At the time that the connectionist folks were working on neural nets, another similar approach was genetic algorithms. Both were working in a different way than the previous formal approaches to AI. The distinction between the two became known as symbolic vs sub-symbolic. And it’s useful to review why, particularly in the current climate of increasing interest in AI and cognitive science. An interesting outcome is that the sub-symbolic work exposed the contextualized nature of our reasoning. So there’s a link between sub-symbolic and situated cognition.

The prevailing model, starting with the cognitive revolution which arguably began in 1956 (an auspicious year ;) was a formal logical one. Whether in ‘production’ rules of IF THEN, or other formal mechanisms, the notion was to operate on semantic objects like numbers and concepts. This reflected, at the time, the belief that we’re formal logical thinkers.

As cognitive research continued, there was a growing recognition that our behaviors didn’t match particularly well with formal logic (c.f. Kahnemann & Tversky’s work, summed up in  Thinking Fast and Slow). Several cognitive scientists separately came up with structures that more aptly described some of the properties we saw: Roger Schank called them scripts (he was focused on episodic thinking, not semantic), Marvin Minksy called them frames, and Dave Rumelhart called them schemas (after Bartlett).

What Rumelhart subsequently saw was that the properties he was trying to capture were very hard to represent in formal logic. He went on, with his colleague Jay McLelland and their collaborators) to develop what they called Parallel Distributed Processing (PDP). These are now known as neural nets (NNs) and are the basis for much of machine learning.

I was in the lab at the time Dave and Jay were working on neural nets, but detoured down a different path. Following work on analogical reasoning (my Ph.D. thesis topic), I became aware of the work Holland, Holyoak, Nisbett, & Thagard were doing with induction. Their framework was genetic algorithms (GAs). Both GAs and NNs use input strings and output strings to work, but internally they represent things differently.

After so much work on symbolic reasoning, here were mechanisms operating beneath the symbolic level. Yet they were attempting to create symbolic behavior. NNs obviously, more closely resemble our cognitive architecture (though GAs are still used in some areas like program generation). So, our conscious thinking  is symbolic, but our actual cognition is happening below our conscious thinking. Hence things like illusions, fallacies, myths, and more.

What emerged from this realization is that our cognition isn’t just sub-symbolic, but  situated.  That is, what is conscious is a combination of what comes in from our senses, and what we know. In fact, with the limited attention we have,  much of what we think we’re perceiving, we’re actually generating!

This it accounts for why we’re bad at doing things by rote; we’re liable to confound steps and contexts. This ends up being important because it means we have to work harder for any learning interventions to work effectively  across  contexts. The relationship between sub-symbolic and situated is, at least to me, and interesting story of the development of cognitive science.

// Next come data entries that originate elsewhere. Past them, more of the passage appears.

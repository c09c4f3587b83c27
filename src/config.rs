//! Command-line parsing, runtime echo parameters, and durable persistence.

use anyhow::{bail, Context, Result};
use clap::Parser;
use serde::{Deserialize, Serialize};
use std::fs;
use std::path::PathBuf;

pub const DEFAULT_SAMPLE_RATE: u32 = 16_000;
pub const DEFAULT_CONFIG_FILE: &str = "echo_config.json";

const DEFAULT_THRESHOLD_DBFS: f32 = -25.0;
const DEFAULT_LOCKOUT_SEC: f32 = 2.0;
const DEFAULT_DELAY_SEC: f32 = 0.25;
const DEFAULT_TAPS: u32 = 3;
const DEFAULT_FEEDBACK: f32 = 0.5;
const DEFAULT_START_VOL: f32 = 1.0;
const DEFAULT_END_VOL: f32 = 0.3;
const DEFAULT_FRAME_DURATION: f32 = 1.5;

/// CLI options for the echo monitor service. Validated values keep the audio
/// pipeline and persistence paths safe.
#[derive(Debug, Parser, Clone)]
#[command(about = "Loudness-triggered echo monitor", author, version)]
pub struct AppConfig {
    /// Path of the persisted parameter file
    #[arg(long, default_value = DEFAULT_CONFIG_FILE)]
    pub config_path: PathBuf,

    /// Preferred audio input device name
    #[arg(long)]
    pub input_device: Option<String>,

    /// Preferred audio output device name
    #[arg(long)]
    pub output_device: Option<String>,

    /// Capture and playback sample rate (Hz)
    #[arg(long, default_value_t = DEFAULT_SAMPLE_RATE)]
    pub sample_rate: u32,

    /// Append automatic trigger events to this CSV file
    #[arg(long)]
    pub trigger_log: Option<PathBuf>,

    /// Print detected audio devices and exit
    #[arg(long = "list-devices", default_value_t = false)]
    pub list_devices: bool,

    /// Print a diagnostic report and exit
    #[arg(long, default_value_t = false)]
    pub doctor: bool,

    /// Write JSON-lines trace output to a file instead of stderr
    #[arg(long, default_value_t = false)]
    pub log_json: bool,
}

impl AppConfig {
    /// Check CLI values before any device or file is touched.
    pub fn validate(&self) -> Result<()> {
        if !(8_000..=96_000).contains(&self.sample_rate) {
            bail!(
                "--sample-rate must be between 8000 and 96000 Hz, got {}",
                self.sample_rate
            );
        }
        if self.config_path.as_os_str().is_empty() {
            bail!("--config-path cannot be empty");
        }
        Ok(())
    }
}

/// Runtime-mutable echo parameters, persisted as JSON. Fields absent from the
/// file fall back to their defaults during deserialization.
#[derive(Debug, Clone, PartialEq, Serialize, Deserialize)]
#[serde(default)]
pub struct EchoParams {
    /// Loudness that arms an automatic trigger (dBFS)
    pub threshold_dbfs: f32,
    /// Advisory lockout length; re-enablement is playback-driven
    pub lockout_sec: f32,
    /// Gap between echo taps (seconds)
    pub delay_sec: f32,
    /// Number of delayed copies, at least 1
    pub taps: u32,
    /// Fraction of the previous tap folded into the next
    pub feedback: f32,
    /// Envelope volume at the first tap
    pub start_vol: f32,
    /// Envelope volume at the last tap
    pub end_vol: f32,
    /// Length of one captured frame (seconds)
    pub frame_duration: f32,
}

impl Default for EchoParams {
    fn default() -> Self {
        Self {
            threshold_dbfs: DEFAULT_THRESHOLD_DBFS,
            lockout_sec: DEFAULT_LOCKOUT_SEC,
            delay_sec: DEFAULT_DELAY_SEC,
            taps: DEFAULT_TAPS,
            feedback: DEFAULT_FEEDBACK,
            start_vol: DEFAULT_START_VOL,
            end_vol: DEFAULT_END_VOL,
            frame_duration: DEFAULT_FRAME_DURATION,
        }
    }
}

/// Partial update applied through the control surface. Every field is
/// optional; absent fields are left untouched.
#[derive(Debug, Default, Clone, Deserialize)]
#[serde(default)]
pub struct ParamsUpdate {
    pub threshold_dbfs: Option<f32>,
    pub lockout_sec: Option<f32>,
    pub delay_sec: Option<f32>,
    pub taps: Option<u32>,
    pub feedback: Option<f32>,
    pub start_vol: Option<f32>,
    pub end_vol: Option<f32>,
    pub frame_duration: Option<f32>,
}

impl ParamsUpdate {
    pub fn is_empty(&self) -> bool {
        self.threshold_dbfs.is_none()
            && self.lockout_sec.is_none()
            && self.delay_sec.is_none()
            && self.taps.is_none()
            && self.feedback.is_none()
            && self.start_vol.is_none()
            && self.end_vol.is_none()
            && self.frame_duration.is_none()
    }
}

/// One field the store refused to apply, with the reason.
#[derive(Debug, Clone, PartialEq, Serialize)]
pub struct FieldRejection {
    pub field: &'static str,
    pub reason: String,
}

impl FieldRejection {
    fn new(field: &'static str, reason: impl Into<String>) -> Self {
        Self {
            field,
            reason: reason.into(),
        }
    }
}

impl EchoParams {
    /// Apply a partial update field by field. Valid fields land even when
    /// others are rejected; the rejections come back with reasons. Returns
    /// whether anything changed.
    pub fn apply(&mut self, update: &ParamsUpdate) -> (bool, Vec<FieldRejection>) {
        let mut changed = false;
        let mut rejected = Vec::new();

        if let Some(v) = update.threshold_dbfs {
            if v.is_finite() {
                self.threshold_dbfs = v;
                changed = true;
            } else {
                rejected.push(FieldRejection::new("threshold_dbfs", "must be a finite number"));
            }
        }
        if let Some(v) = update.lockout_sec {
            if v.is_finite() && v >= 0.0 {
                self.lockout_sec = v;
                changed = true;
            } else {
                rejected.push(FieldRejection::new("lockout_sec", "must be a non-negative number"));
            }
        }
        if let Some(v) = update.delay_sec {
            if v.is_finite() && v >= 0.0 {
                self.delay_sec = v;
                changed = true;
            } else {
                rejected.push(FieldRejection::new("delay_sec", "must be a non-negative number"));
            }
        }
        if let Some(v) = update.taps {
            if v >= 1 {
                self.taps = v;
                changed = true;
            } else {
                rejected.push(FieldRejection::new("taps", "must be at least 1"));
            }
        }
        if let Some(v) = update.feedback {
            if v.is_finite() {
                self.feedback = v;
                changed = true;
            } else {
                rejected.push(FieldRejection::new("feedback", "must be a finite number"));
            }
        }
        if let Some(v) = update.start_vol {
            if v.is_finite() {
                self.start_vol = v;
                changed = true;
            } else {
                rejected.push(FieldRejection::new("start_vol", "must be a finite number"));
            }
        }
        if let Some(v) = update.end_vol {
            if v.is_finite() {
                self.end_vol = v;
                changed = true;
            } else {
                rejected.push(FieldRejection::new("end_vol", "must be a finite number"));
            }
        }
        if let Some(v) = update.frame_duration {
            if v.is_finite() && v > 0.0 {
                self.frame_duration = v;
                changed = true;
            } else {
                rejected.push(FieldRejection::new("frame_duration", "must be a positive number"));
            }
        }

        (changed, rejected)
    }
}

/// Durable storage for the runtime parameters.
#[derive(Debug, Clone)]
pub struct ConfigStore {
    path: PathBuf,
}

impl ConfigStore {
    pub fn new(path: impl Into<PathBuf>) -> Self {
        Self { path: path.into() }
    }

    pub fn path(&self) -> &std::path::Path {
        &self.path
    }

    /// Load persisted parameters. A missing file yields the defaults; an
    /// unreadable or malformed file is an error so a bad deploy is noticed.
    pub fn load(&self) -> Result<EchoParams> {
        if !self.path.exists() {
            return Ok(EchoParams::default());
        }
        let raw = fs::read_to_string(&self.path)
            .with_context(|| format!("failed to read parameter file '{}'", self.path.display()))?;
        serde_json::from_str(&raw)
            .with_context(|| format!("failed to parse parameter file '{}'", self.path.display()))
    }

    /// Write the full parameter set back out, pretty-printed for hand edits.
    pub fn save(&self, params: &EchoParams) -> Result<()> {
        let raw = serde_json::to_string_pretty(params)
            .context("failed to serialize echo parameters")?;
        fs::write(&self.path, raw)
            .with_context(|| format!("failed to write parameter file '{}'", self.path.display()))
    }
}
//! Capture loop: samples the input while capture is enabled, measures
//! loudness, publishes the reading, and raises automatic triggers.

use crate::audio::{AudioInput, AudioOutput};
use crate::events::TriggerLog;
use crate::meter;
use crate::playback::{self, TriggerError, TriggerOrigin};
use crate::state::SharedState;
use std::sync::atomic::{AtomicBool, Ordering};
use std::sync::Arc;
use std::thread;
use std::time::Duration;

/// Poll interval while capture is locked out; no audio resources are touched
/// in this state.
const IDLE_POLL: Duration = Duration::from_millis(50);
/// Pause after a failed acquisition before trying the device again.
const ACQUISITION_RETRY_PAUSE: Duration = Duration::from_secs(1);

/// Run the capture/trigger loop until `shutdown` is raised. The binary never
/// raises it; tests do.
///
/// Acquisition faults are recovered here: logged, a short pause, then the
/// device is retried indefinitely. Nothing in this loop can disable capture
/// permanently.
pub fn run_capture_loop(
    state: Arc<SharedState>,
    input: Arc<dyn AudioInput>,
    output: Arc<dyn AudioOutput>,
    trigger_log: Arc<dyn TriggerLog>,
    sample_rate: u32,
    shutdown: Arc<AtomicBool>,
) {
    tracing::info!("capture loop started");
    while !shutdown.load(Ordering::Relaxed) {
        if !state.capture_enabled() {
            thread::sleep(IDLE_POLL);
            continue;
        }

        // Fresh snapshot each cycle so parameter updates take effect on the
        // next frame.
        let params = state.params();
        let frames = (params.frame_duration as f64 * sample_rate as f64).max(1.0) as usize;

        let frame = match input.acquire(frames) {
            Ok(frame) => frame,
            Err(err) => {
                tracing::warn!("audio capture failed: {err:#}");
                thread::sleep(ACQUISITION_RETRY_PAUSE);
                continue;
            }
        };

        let reading = meter::measure(&frame);
        state.publish_measurement(reading);

        if reading.dbfs > params.threshold_dbfs {
            tracing::info!(
                dbfs = reading.dbfs,
                threshold = params.threshold_dbfs,
                "threshold exceeded, triggering echo"
            );
            match playback::spawn_echo(
                state.clone(),
                output.clone(),
                trigger_log.clone(),
                frame,
                sample_rate,
                TriggerOrigin::Automatic {
                    dbfs: reading.dbfs,
                },
            ) {
                Ok(_handle) => {}
                // A concurrent manual trigger won the race; fall back to
                // idling until the lockout clears.
                Err(TriggerError::LockedOut) => {}
                Err(err) => tracing::warn!("automatic trigger failed: {err}"),
            }
        }
    }
    tracing::info!("capture loop stopped");
}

Yet, it still means that our learning  works most effectively at the conscious level of symbols, because that can accelerate learning over having to deal with everything through practice and feedback.  (And explains why programs talking about neural really aren’t working there.) We still need those, but conscious models can provide a framework to become self-improving over time. So don’t forget to provide the models, and sufficient practice, and feedback.